Pandemic costs to 680 million euros until April

  • Lusa
  • 27 May 2020

According to the Directorate-General for Budget (DGO), the coronavirus crisis cost 680.2 million euros in Portugal until April.

The Covid-19 pandemic cost 680.2 million euros in Portugal up to April, according to the Summary of Budgetary Execution released by the Directorate-General for Budget (DGO).

“Up until April, the implementation of the measures adopted in the fight against and prevention of Covid-19, as well as those aimed at restoring normality, led to a reduction in revenue of 319.9 million euros and an increase in expenditure of 360.3 million euros,” totalling 680.2 million euros, according to the document released on Tuesday.

On the revenue side, the extensions of tax payments until April which were remitted for the second half of the year, for a period of up to six months, amount to 229.4 million euros for VAT and 90.5 million euros for personal income tax.

However, in the table released by DGO, the figures for the suspension of tax revenue, an extension of Social Security contributions and suspension of tax executions of Social Security contributions are not yet available.

On the expenditure side, the measure with the greatest impact was the temporary layoff, totalling 144.6 million euros, followed by expenditure on Health (“Personal protective equipment, medicines and others”), which cost 82.4 million euros.

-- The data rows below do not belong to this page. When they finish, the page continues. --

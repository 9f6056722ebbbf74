//! Client/server round trips over a real Unix socket.

use std::sync::Arc;

use libcsi::backend::MemoryBackend;
use libcsi::*;
use tokio::io::{AsyncReadExt, AsyncWriteExt};
use tokio::net::UnixStream;

fn start_server(dir: &std::path::Path, backend: Arc<MemoryBackend>) -> std::path::PathBuf {
    let path = dir.join("csi.sock");
    let server = CsiServer::bind(&path, backend).expect("bind");
    tokio::spawn(async move {
        let _ = server.serve().await;
    });
    path
}

fn request(name: &str) -> CreateVolumeRequest {
    CreateVolumeRequest {
        name: name.into(),
        capacity_bytes: 10 * 1024 * 1024,
        volume_capabilities: vec![VolumeCapability::default()],
        ..Default::default()
    }
}

#[tokio::test]
async fn identity_round_trip() {
    let tmp = tempfile::tempdir().unwrap();
    let path = start_server(tmp.path(), Arc::new(MemoryBackend::new().with_topology()));
    let client = CsiClient::new(&path);

    assert!(client.probe().await.unwrap());
    let info = client.get_plugin_info().await.unwrap();
    assert_eq!(info.name, "rk8s.memory.csi");
    let caps = client.get_plugin_capabilities().await.unwrap();
    assert_eq!(
        caps,
        vec![
            PluginCapability::ControllerService,
            PluginCapability::VolumeAccessibilityConstraints
        ]
    );
}

#[tokio::test]
async fn create_and_delete_round_trip() {
    let tmp = tempfile::tempdir().unwrap();
    let backend = Arc::new(MemoryBackend::new());
    let path = start_server(tmp.path(), Arc::clone(&backend));
    let client = CsiClient::new(&path);

    let vol = client.create_volume(request("pvc-1")).await.unwrap();
    assert!(backend.contains(&vol.volume_id));
    assert_eq!(vol.capacity_bytes, 10 * 1024 * 1024);

    let again = client.create_volume(request("pvc-1")).await.unwrap();
    assert_eq!(again.volume_id, vol.volume_id);
    assert_eq!(backend.volume_count(), 1);

    client.delete_volume(&vol.volume_id).await.unwrap();
    assert_eq!(backend.volume_count(), 0);
}

#[tokio::test]
async fn plugin_errors_cross_the_socket() {
    let tmp = tempfile::tempdir().unwrap();
    let backend = Arc::new(MemoryBackend::new());
    let path = start_server(tmp.path(), Arc::clone(&backend));
    let client = CsiClient::new(&path);

    backend.inject_error(CsiError::ResourceExhausted("pool gold is full".into()));
    let err = client.create_volume(request("pvc-2")).await.unwrap_err();
    assert_eq!(err, CsiError::ResourceExhausted("pool gold is full".into()));

    let err = client.delete_volume(&"missing".into()).await.unwrap_err();
    assert_eq!(err, CsiError::NotFound("missing".into()));
}

#[tokio::test]
async fn concurrent_requests_share_one_client() {
    let tmp = tempfile::tempdir().unwrap();
    let backend = Arc::new(MemoryBackend::new());
    let path = start_server(tmp.path(), Arc::clone(&backend));
    let client = Arc::new(CsiClient::new(&path));

    let mut handles = Vec::new();
    for i in 0..16 {
        let client = Arc::clone(&client);
        handles.push(tokio::spawn(async move {
            client.create_volume(request(&format!("pvc-{i}"))).await
        }));
    }
    for handle in handles {
        handle.await.unwrap().unwrap();
    }
    assert_eq!(backend.volume_count(), 16);
}

#[tokio::test]
async fn response_variant_sent_as_request_is_rejected() {
    let tmp = tempfile::tempdir().unwrap();
    let path = start_server(tmp.path(), Arc::new(MemoryBackend::new()));

    let response = CsiClient::new(&path)
        .request(&CsiMessage::Ok)
        .await
        .unwrap();
    assert!(matches!(
        response,
        CsiMessage::Error(CsiError::InvalidArgument(_))
    ));
}

#[tokio::test]
async fn malformed_request_gets_invalid_argument() {
    let tmp = tempfile::tempdir().unwrap();
    let path = start_server(tmp.path(), Arc::new(MemoryBackend::new()));

    let mut stream = UnixStream::connect(&path).await.unwrap();
    stream.write_all(b"{not json").await.unwrap();
    stream.shutdown().await.unwrap();
    let mut buf = Vec::new();
    stream.read_to_end(&mut buf).await.unwrap();

    let response: CsiMessage = serde_json::from_slice(&buf).unwrap();
    assert!(matches!(
        response,
        CsiMessage::Error(CsiError::InvalidArgument(_))
    ));
}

The item that follows with the greatest impact on expenditure was Ventilators and other intensive care equipment, which totalled 45.5 million euros, followed by extraordinary support for the reduction in economic activity, which was 22.1 million euros.

Exceptional support to families cost the state coffers 13.8 million euros, prophylactic isolation 12.3 million euros, and other services associated with Individual Protection Equipment cost 10.3 million euros.

The extension of unemployment cost 6.1 million euros, the reinforcement of human resources (hiring and overtime) cost 4.7 million euros, support for telework 2.4 million euros and other charges 1.1 million euros.

The Directorate-General of the Budget included in the expenditure of financial assets the Support Line for Microenterprises in the Tourism Sector, budgeted at 15 million euros.

The table provided by the DGO presents the expenditure carried out by the measures listed in the 2020 Stability Programme, by economic classification and by general government sub-sector.

In the section dedicated exclusively to quantifying expenditure associated with Covid-19, the DGO noted that if by March some impact of the pandemic was already evident, it became more expressive in April and its impact and individualisation will become clearer in subsequent periods.

This process will be due to the time inherent in the implementation of the processes of realisation of public expenditure (from authorisation to payment) and its accounting and subsequent monthly reporting of information to the Ministry of Finance, as well as the better perception of the impact on revenue, according to the DGO document.

The data presented in the budget implementation refer only to the main measures with a budgetary expression in the general government and, not being exhaustive, are identified at this stage, the most significant.

The DGO said that the value of expenditure commitments already made in Central Administration and Social Security will be more clearly reflected in the expenditure of the following months, due to the time lag already mentioned.